Instructions to follow: Starting with the first line and ending with the one that holds "const ASCII_NAMES: [&str;", retype the entries exactly.

Stored items

────────────────

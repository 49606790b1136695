//! PostScript glyph names for the Unicode values the built-in encoders reach.
//!
//! Used to write `/Differences` arrays and to resolve `N` entries of AFM
//! files. Code points without a named glyph use the `uniXXXX` form.

use std::borrow::Cow;
use std::collections::HashMap;

const ASCII_NAMES: [&str; 95] = [
    "space", "exclam", "quotedbl", "numbersign", "dollar", "percent", "ampersand",
    "quotesingle", "parenleft", "parenright", "asterisk", "plus", "comma", "hyphen",
    "period", "slash", "zero", "one", "two", "three", "four", "five", "six", "seven",
    "eight", "nine", "colon", "semicolon", "less", "equal", "greater", "question", "at",
    "A", "B", "C", "D", "E", "F", "G", "H", "I", "J", "K", "L", "M", "N", "O", "P", "Q",
    "R", "S", "T", "U", "V", "W", "X", "Y", "Z", "bracketleft", "backslash",
    "bracketright", "asciicircum", "underscore", "grave", "a", "b", "c", "d", "e", "f",
    "g", "h", "i", "j", "k", "l", "m", "n", "o", "p", "q", "r", "s", "t", "u", "v", "w",
    "x", "y", "z", "braceleft", "bar", "braceright", "asciitilde",
];

// U+00A0..=U+00FF
const LATIN1_NAMES: [&str; 96] = [
    "space", "exclamdown", "cent", "sterling", "currency", "yen", "brokenbar", "section",
    "dieresis", "copyright", "ordfeminine", "guillemotleft", "logicalnot", "hyphen",
    "registered", "macron", "degree", "plusminus", "twosuperior", "threesuperior", "acute",
    "mu", "paragraph", "periodcentered", "cedilla", "onesuperior", "ordmasculine",
    "guillemotright", "onequarter", "onehalf", "threequarters", "questiondown", "Agrave",
    "Aacute", "Acircumflex", "Atilde", "Adieresis", "Aring", "AE", "Ccedilla", "Egrave",
    "Eacute", "Ecircumflex", "Edieresis", "Igrave", "Iacute", "Icircumflex", "Idieresis",
    "Eth", "Ntilde", "Ograve", "Oacute", "Ocircumflex", "Otilde", "Odieresis", "multiply",
    "Oslash", "Ugrave", "Uacute", "Ucircumflex", "Udieresis", "Yacute", "Thorn",
    "germandbls", "agrave", "aacute", "acircumflex", "atilde", "adieresis", "aring", "ae",
    "ccedilla", "egrave", "eacute", "ecircumflex", "edieresis", "igrave", "iacute",
    "icircumflex", "idieresis", "eth", "ntilde", "ograve", "oacute", "ocircumflex",
    "otilde", "odieresis", "divide", "oslash", "ugrave", "uacute", "ucircumflex",
    "udieresis", "yacute", "thorn", "ydieresis",
];

// U+0100..=U+017F
const LATIN_EXT_A_NAMES: [&str; 128] = [
    "Amacron", "amacron", "Abreve", "abreve", "Aogonek", "aogonek", "Cacute", "cacute",
    "Ccircumflex", "ccircumflex", "Cdotaccent", "cdotaccent", "Ccaron", "ccaron", "Dcaron",
    "dcaron", "Dcroat", "dcroat", "Emacron", "emacron", "Ebreve", "ebreve", "Edotaccent",
    "edotaccent", "Eogonek", "eogonek", "Ecaron", "ecaron", "Gcircumflex", "gcircumflex",
    "Gbreve", "gbreve", "Gdotaccent", "gdotaccent", "Gcommaaccent", "gcommaaccent",
    "Hcircumflex", "hcircumflex", "Hbar", "hbar", "Itilde", "itilde", "Imacron", "imacron",
    "Ibreve", "ibreve", "Iogonek", "iogonek", "Idotaccent", "dotlessi", "IJ", "ij",
    "Jcircumflex", "jcircumflex", "Kcommaaccent", "kcommaaccent", "kgreenlandic", "Lacute",
    "lacute", "Lcommaaccent", "lcommaaccent", "Lcaron", "lcaron", "Ldot", "ldot", "Lslash",
    "lslash", "Nacute", "nacute", "Ncommaaccent", "ncommaaccent", "Ncaron", "ncaron",
    "napostrophe", "Eng", "eng", "Omacron", "omacron", "Obreve", "obreve", "Ohungarumlaut",
    "ohungarumlaut", "OE", "oe", "Racute", "racute", "Rcommaaccent", "rcommaaccent",
    "Rcaron", "rcaron", "Sacute", "sacute", "Scircumflex", "scircumflex", "Scedilla",
    "scedilla", "Scaron", "scaron", "Tcommaaccent", "tcommaaccent", "Tcaron", "tcaron",
    "Tbar", "tbar", "Utilde", "utilde", "Umacron", "umacron", "Ubreve", "ubreve", "Uring",
    "uring", "Uhungarumlaut", "uhungarumlaut", "Uogonek", "uogonek", "Wcircumflex",
    "wcircumflex", "Ycircumflex", "ycircumflex", "Ydieresis", "Zacute", "zacute",
    "Zdotaccent", "zdotaccent", "Zcaron", "zcaron", "longs",
];

// U+0391..=U+03A9, U+03A2 is unassigned.
const GREEK_UPPER_NAMES: [&str; 25] = [
    "Alpha", "Beta", "Gamma", "Delta", "Epsilon", "Zeta", "Eta", "Theta", "Iota", "Kappa",
    "Lambda", "Mu", "Nu", "Xi", "Omicron", "Pi", "Rho", "", "Sigma", "Tau", "Upsilon",
    "Phi", "Chi", "Psi", "Omega",
];

// U+03B1..=U+03C9
const GREEK_LOWER_NAMES: [&str; 25] = [
    "alpha", "beta", "gamma", "delta", "epsilon", "zeta", "eta", "theta", "iota", "kappa",
    "lambda", "mu", "nu", "xi", "omicron", "pi", "rho", "sigma1", "sigma", "tau", "upsilon",
    "phi", "chi", "psi", "omega",
];

const PUNCTUATION_NAMES: &[(u16, &str)] = &[
    (0x0192, "florin"),
    (0x02C6, "circumflex"),
    (0x02C7, "caron"),
    (0x02D8, "breve"),
    (0x02D9, "dotaccent"),
    (0x02DA, "ring"),
    (0x02DB, "ogonek"),
    (0x02DC, "tilde"),
    (0x02DD, "hungarumlaut"),
    (0x2013, "endash"),
    (0x2014, "emdash"),
    (0x2018, "quoteleft"),
    (0x2019, "quoteright"),
    (0x201A, "quotesinglbase"),
    (0x201C, "quotedblleft"),
    (0x201D, "quotedblright"),
    (0x201E, "quotedblbase"),
    (0x2020, "dagger"),
    (0x2021, "daggerdbl"),
    (0x2022, "bullet"),
    (0x2026, "ellipsis"),
    (0x2030, "perthousand"),
    (0x2039, "guilsinglleft"),
    (0x203A, "guilsinglright"),
    (0x2044, "fraction"),
    (0x20AC, "Euro"),
    (0x2122, "trademark"),
    (0x2212, "minus"),
    (0xFB01, "fi"),
    (0xFB02, "fl"),
];

lazy_static::lazy_static! {
    static ref NAME_BY_UNICODE: HashMap<u16, &'static str> = {
        let mut names = HashMap::new();
        let ranges: [(u16, &[&'static str]); 5] = [
            (0x0020, &ASCII_NAMES),
            (0x00A0, &LATIN1_NAMES),
            (0x0100, &LATIN_EXT_A_NAMES),
            (0x0391, &GREEK_UPPER_NAMES),
            (0x03B1, &GREEK_LOWER_NAMES),
        ];
        for (first, table) in ranges {
            for (offset, name) in table.iter().enumerate() {
                if !name.is_empty() {
                    names.insert(first + offset as u16, *name);
                }
            }
        }
        for &(code, name) in PUNCTUATION_NAMES {
            names.insert(code, name);
        }
        names
    };

    static ref UNICODE_BY_NAME: HashMap<&'static str, u16> = {
        let mut codes = HashMap::new();
        for (&code, &name) in NAME_BY_UNICODE.iter() {
            // U+00A0 and U+00AD share names with ASCII; the ASCII code wins.
            codes
                .entry(name)
                .and_modify(|existing: &mut u16| *existing = (*existing).min(code))
                .or_insert(code);
        }
        codes
    };
}

/// Glyph name for a Unicode value.
pub fn glyph_name(unicode: u16) -> Cow<'static, str> {
    match NAME_BY_UNICODE.get(&unicode) {
        Some(name) => Cow::Borrowed(name),
        None => Cow::Owned(format!("uni{unicode:04X}")),
    }
}

/// Unicode value of a glyph name, including the `uniXXXX` form.
pub fn unicode_for_name(name: &str) -> Option<u16> {
    if let Some(code) = UNICODE_BY_NAME.get(name) {
        return Some(*code);
    }
    let hex = name.strip_prefix("uni")?;
    if hex.len() != 4 {
        return None;
    }
    u16::from_str_radix(hex, 16).ok()
}
use crate::objects::Object;
use indexmap::IndexMap;

/// PDF dictionary. Keys keep their insertion order so output is deterministic.
#[derive(Debug, Clone, PartialEq, Default)]
pub struct Dictionary {
    entries: IndexMap<String, Object>,
}

impl Dictionary {
    pub fn new() -> Self {
        Self {
            entries: IndexMap::new(),
        }
    }

    pub fn with_capacity(capacity: usize) -> Self {
        Self {
            entries: IndexMap::with_capacity(capacity),
        }
    }

    /// Dictionary with `/Type` already set.
    pub fn typed(type_name: &str) -> Self {
        let mut dict = Self::new();
        dict.set("Type", Object::name(type_name));
        dict
    }

    pub fn set(&mut self, key: impl Into<String>, value: impl Into<Object>) {
        self.entries.insert(key.into(), value.into());
    }

    pub fn set_name(&mut self, key: impl Into<String>, name: impl Into<String>) {
        self.entries.insert(key.into(), Object::Name(name.into()));
    }

    pub fn get(&self, key: &str) -> Option<&Object> {
        self.entries.get(key)
    }

    pub fn get_mut(&mut self, key: &str) -> Option<&mut Object> {
        self.entries.get_mut(key)
    }

    /// Removes `key`, keeping the order of the remaining entries.
    pub fn remove(&mut self, key: &str) -> Option<Object> {
        self.entries.shift_remove(key)
    }

    pub fn contains_key(&self, key: &str) -> bool {
        self.entries.contains_key(key)
    }

    pub fn len(&self) -> usize {
        self.entries.len()
    }

    pub fn is_empty(&self) -> bool {
        self.entries.is_empty()
    }

    pub fn clear(&mut self) {
        self.entries.clear();
    }

    pub fn keys(&self) -> impl Iterator<Item = &String> {
        self.entries.keys()
    }

    pub fn values(&self) -> impl Iterator<Item = &Object> {
        self.entries.values()
    }

    pub fn iter(&self) -> impl Iterator<Item = (&String, &Object)> {
        self.entries.iter()
    }

    pub fn get_dict(&self, key: &str) -> Option<&Dictionary> {
        self.get(key).and_then(|obj| {
            if let Object::Dictionary(dict) = obj {
                Some(dict)
            } else {
                None
            }
        })
    }
}

impl FromIterator<(String, Object)> for Dictionary {
    fn from_iter<T: IntoIterator<Item = (String, Object)>>(iter: T) -> Self {
        let mut dict = Dictionary::new();
        for (key, value) in iter {
            dict.set(key, value);
        }
        dict
    }
}

#[cfg(test)]
mod tests {
    use super::*;

    #[test]
    fn test_new_dictionary() {
        let dict = Dictionary::new();
        assert!(dict.is_empty());
        assert_eq!(dict.len(), 0);
    }

    #[test]
    fn test_set_and_get() {
        let mut dict = Dictionary::new();
        dict.set("Title", "Test");
        dict.set("Count", 42);
        dict.set("Open", true);

        assert_eq!(dict.get("Title"), Some(&Object::String(b"Test".to_vec())));
        assert_eq!(dict.get("Count"), Some(&Object::Integer(42)));
        assert_eq!(dict.get("Open"), Some(&Object::Boolean(true)));
        assert_eq!(dict.get("Missing"), None);
    }

    #[test]
    fn test_typed_sets_type_first() {
        let mut dict = Dictionary::typed("Page");
        dict.set("Parent", Object::Null);
        assert_eq!(dict.keys().next().map(String::as_str), Some("Type"));
        assert_eq!(dict.get("Type").and_then(Object::as_name), Some("Page"));
    }

    #[test]
    fn test_insertion_order_is_preserved() {
        let mut dict = Dictionary::new();
        for key in ["Zeta", "Alpha", "Mid", "Beta"] {
            dict.set(key, 1);
        }
        let keys: Vec<&str> = dict.keys().map(String::as_str).collect();
        assert_eq!(keys, vec!["Zeta", "Alpha", "Mid", "Beta"]);

        dict.remove("Alpha");
        let keys: Vec<&str> = dict.keys().map(String::as_str).collect();
        assert_eq!(keys, vec!["Zeta", "Mid", "Beta"]);
    }

    #[test]
    fn test_overwrite_keeps_position() {
        let mut dict = Dictionary::new();
        dict.set("A", 1);
        dict.set("B", 2);
        dict.set("A", 3);
        let entries: Vec<_> = dict.iter().map(|(k, v)| (k.clone(), v.clone())).collect();
        assert_eq!(
            entries,
            vec![
                ("A".to_string(), Object::Integer(3)),
                ("B".to_string(), Object::Integer(2))
            ]
        );
    }

    #[test]
    fn test_get_mut() {
        let mut dict = Dictionary::new();
        dict.set("Counter", 1);

        if let Some(Object::Integer(val)) = dict.get_mut("Counter") {
            *val = 2;
        }

        assert_eq!(dict.get("Counter"), Some(&Object::Integer(2)));
    }

    #[test]
    fn test_get_dict() {
        let mut inner = Dictionary::new();
        inner.set_name("S", "D");
        let mut dict = Dictionary::new();
        dict.set("Label", inner.clone());
        dict.set("Other", 5);

        assert_eq!(dict.get_dict("Label"), Some(&inner));
        assert_eq!(dict.get_dict("Other"), None);
    }

    #[test]
    fn test_from_iterator() {
        let dict: Dictionary = vec![
            ("Width".to_string(), Object::Integer(10)),
            ("Height".to_string(), Object::Integer(20)),
        ]
        .into_iter()
        .collect();
        assert_eq!(dict.len(), 2);
        assert_eq!(dict.get("Height"), Some(&Object::Integer(20)));
    }
}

────────────────

Solution for this task:
repository 49606790b1136695
//! PostScript glyph names for the Unicode values the built-in encoders reach.
//!
//! Used to write `/Differences` arrays and to resolve `N` entries of AFM
//! files. Code points without a named glyph use the `uniXXXX` form.

use std::borrow::Cow;
use std::collections::HashMap;

const ASCII_NAMES: [&str; 95] = [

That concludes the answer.